Breathing during sleep in patients with myotonic dystrophy and non-myotonic respiratory muscle weakness.

Sleep apnoea and hypopnoea have been reported in myotonic dystrophy, but it is unclear whether this is simply attributable to the respiratory muscle weakness which is common in this condition. We therefore investigated whether breathing and oxygenation during sleep were more abnormal in patients with myotonic dystrophy than in patients with non-myotonic muscle weakness. Seven subjects were studied in each of three groups: normal controls, myotonic dystrophy and non-myotonic weakness. Patients in the latter group were chosen to represent a similar range of severity of respiratory muscle weakness to those with myotonic dystrophy.

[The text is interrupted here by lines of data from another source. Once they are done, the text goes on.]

//! This crate contains all shared UI for the gradebook admin: the session
//! context, toast notices, the admin shell and one view per page.

use dioxus::prelude::*;

// Re-export icon library
pub use dioxus_free_icons::Icon;
pub mod icons {
    pub use dioxus_free_icons::icons::fa_solid_icons::*;
}

mod menu_icon;
pub use menu_icon::MenuIcon;

pub mod notices;
pub use notices::{use_notices, Notices, Toast, ToastStack};

mod session;
pub use session::{
    use_app_config, use_client, use_pending_redirect, use_session, Client, PendingRedirect,
    SessionProvider, UiHooks,
};

mod shell;
pub use shell::AdminShell;

pub mod views;

/// Base stylesheet shared by every page.
pub const BASE_CSS: Asset = asset!("/assets/base.css");
//! Login page view.

use api::LoginForm;
use dioxus::prelude::*;

use crate::{use_app_config, use_client};

/// Username/password form. Calls `on_success` once the session is
/// established; failures are already shown as toasts by the client.
#[component]
pub fn LoginView(on_success: EventHandler<()>) -> Element {
    let client = use_client();
    let config = use_app_config();
    let mut username = use_signal(String::new);
    let mut password = use_signal(String::new);
    let mut submitting = use_signal(|| false);

    let onsubmit = move |e: FormEvent| {
        e.prevent_default();
        let client = client.clone();
        async move {
            if submitting() {
                return;
            }
            submitting.set(true);
            let form = LoginForm::new(username().trim(), password());
            let result = client.user_login(&form).await;
            submitting.set(false);
            if result.is_ok() {
                password.set(String::new());
                on_success.call(());
            }
        }
    };

    rsx! {
        div {
            class: "login-container",
            form {
                class: "login-card",
                onsubmit: onsubmit,
                h1 { "{config.app.title}" }
                label {
                    "Username"
                    input {
                        r#type: "text",
                        name: "username",
                        autocomplete: "username",
                        value: "{username}",
                        oninput: move |e| username.set(e.value()),
                    }
                }
                label {
                    "Password"
                    input {
                        r#type: "password",
                        name: "password",
                        autocomplete: "current-password",
                        value: "{password}",
                        oninput: move |e| password.set(e.value()),
                    }
                }
                button {
                    r#type: "submit",
                    class: "primary",
                    disabled: submitting(),
                    if submitting() { "Signing in..." } else { "Sign in" }
                }
            }
        }
    }
}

Detailed polysomnography was performed; the severity of breathing disorders during sleep was quantified in terms of the frequencies of apnoea and hypopnoea and the degree of arterial desaturation. The myotonic patients showed more frequent apnoea and hypopnoea and more severe desaturation than the other two groups; the results in the non-myotonic patients were generally intermediate. The results suggest that abnormal breathing during sleep is common in myotonic dystrophy and is not due solely to the direct effects of respiratory muscle weakness. Somnolence, which is a well recognized symptom of myotonic dystrophy, was not clearly attributable to the sleep apnoea/hypopnoea syndrome nor to abnormal sleep architecture in the myotonic patients.